51 GREATEST FICTIONAL BAD GUYS
#7. FRANK BOOTH from BLUE VELVET
I was 16 years old and had a nasty habit of staying up way, way too late on weeknights. I’d start the night off with some Johnny Carson which would slide into Late Night with David Letterman and then I would check out whatever was playing on Super Channel (Canada’s answer to HBO back in the day). I was exposed to some great movies during this period: fun horror flicks (NIGHT OF THE CREEPS, NIGHT OF THE COMET, RETURN OF THE LIVING DEAD), foreign flicks (THE GODS MUST BE CRAZY, THE COCA-COLA KID), edgy dramas (RIVER’S EDGE, AT CLOSE RANGE) and comedies (BACK TO SCHOOL, BETTER OFF DEAD). But none left more of an impression (or perhaps a scar) like David Lynch’s BLUE VELVET.
Kyle McLachlan’s character describes Frank Booth as “a very dangerous man”. That’s putting it mildly. He’s repellent, repugnant. A murderer, rapist, kidnapper. A drug dealer, a drug abuser. Sadomasochistic, volatile, psychotic. He’s an emotional nightmare made flesh, using a lounge singer as his own personal therapy sessions: demanding some form of infant roleplaying one second then physically assaulting and defiling her the next.

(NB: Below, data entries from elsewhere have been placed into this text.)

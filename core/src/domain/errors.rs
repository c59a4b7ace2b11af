// Copyright (c) 2026 Aperture Labs
// SPDX-License-Identifier: AGPL-3.0

use crate::domain::approval::ApprovalId;
use thiserror::Error;

/// Fixed ASCII prefix marking denial-terminal failures (§6 "Approval denial
/// sentinel"). The Task Runner checks for this prefix to select the
/// `denied` terminal state over a generic `failed` one.
pub const APPROVAL_DENIED_SENTINEL: &str = "APPROVAL_DENIED:";

/// One variant per error kind named in spec §7.
#[derive(Debug, Error)]
pub enum GatewayError {
    #[error("validation error: {0}")]
    Validation(String),

    #[error("authorization error: {0}")]
    Authorization(String),

    /// §4.9 step 2: `deny` decision. Carries the same sentinel prefix as
    /// reviewer denial — the Task Runner does not distinguish "a human
    /// denied this" from "policy denied this outright" when choosing the
    /// `denied` terminal state, only "was this call denied at all".
    #[error("{}{tool_path}", APPROVAL_DENIED_SENTINEL)]
    PolicyDenied { tool_path: String },

    /// §4.9 step 5 / §6: reviewer denied an approval. `Display` emits the
    /// sentinel-prefixed string the spec's §6 describes.
    #[error("{}{tool_path} ({approval_id})", APPROVAL_DENIED_SENTINEL)]
    ApprovalDenied {
        tool_path: String,
        approval_id: ApprovalId,
    },

    #[error("missing credential: {0}")]
    MissingCredential(String),

    #[error("tool invocation failed: {0}")]
    ToolInvocation(String),

    #[error("storage error: {0}")]
    Storage(String),
}

impl GatewayError {
    /// True for `ApprovalDenied`, and for any opaque error whose message
    /// carries the sentinel prefix (e.g. one that crossed an
    /// `anyhow::Error`-erased boundary). See SPEC_FULL.md §7.
    pub fn is_approval_denial(err: &anyhow::Error) -> bool {
        if let Some(gw) = err.downcast_ref::<GatewayError>() {
            if matches!(
                gw,
                GatewayError::ApprovalDenied { .. } | GatewayError::PolicyDenied { .. }
            ) {
                return true;
            }
        }
        err.to_string().contains(APPROVAL_DENIED_SENTINEL)
    }
}

#[cfg(test)]
mod tests {
    use super::*;

    #[test]
    fn approval_denied_display_carries_sentinel() {
        let err = GatewayError::ApprovalDenied {
            tool_path: "admin.delete_data".to_string(),
            approval_id: ApprovalId::new(),
        };
        let rendered = err.to_string();
        assert!(rendered.starts_with(APPROVAL_DENIED_SENTINEL));
        assert!(rendered.contains("admin.delete_data"));
    }

    #[test]
    fn policy_denied_display_also_carries_sentinel() {
        let err: anyhow::Error = GatewayError::PolicyDenied {
            tool_path: "admin.write".to_string(),
        }
        .into();
        assert!(err.to_string().starts_with(APPROVAL_DENIED_SENTINEL));
        assert!(GatewayError::is_approval_denial(&err));
    }

    #[test]
    fn is_approval_denial_detects_typed_and_stringly_errors() {
        let typed: anyhow::Error = GatewayError::ApprovalDenied {
            tool_path: "x".to_string(),
            approval_id: ApprovalId::new(),
        }
        .into();
        assert!(GatewayError::is_approval_denial(&typed));

        let stringly = anyhow::anyhow!("{}x.y (approval_deadbeef)", APPROVAL_DENIED_SENTINEL);
        assert!(GatewayError::is_approval_denial(&stringly));

        let unrelated = anyhow::anyhow!("connection refused");
        assert!(!GatewayError::is_approval_denial(&unrelated));
    }
}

God knows what horrors drive a man like Frank Booth. We can only speculate what all the clues add up to. Breathing in some unknown drug; screaming not to be looked at (and like some Biblical warning, Jeffrey does and pays the price); bizarre mother issues; the blue velvet fetish when he embraces a moment of depravity. In a scene that could tip into comedy (but doesn’t — one of Lynch’s brilliant tricks as a filmmaker), Frank stands a foot away from Suave Ben lip-synching Roy Orbison’s “In Dreams”. The song takes Frank to some other place, somewhere he feels safe, loved or nostalgic. Then there’s something that incites him, something that fuels an indignation and he can barely control himself. All within a minute. The man has no filters. It’s all gratification and response.
What’s worse, he infects everyone around him with his darkness (a part of Dorothy revels in the abuse, Jeffry seems to flirt with then embrace his own depravities). Even innocuous pop songs become tainted when he plays them. After witnessing Frank’s visit with Dorothy, Jeffrey dreams about him. Within the surreal imagery, Frank’s appearance is a distortion of rage, an animalistic roar reverberates through him. In the BLUE VELVET universe, Frank isn’t human. Dispatching him means dispatching evil, both in its physical form and the savage seed he plants in those he touches. If only that were the case in the really, real world as well.
Dorothy: “I have a part of you with me. You put your disease in me. It helps me. It makes me strong.”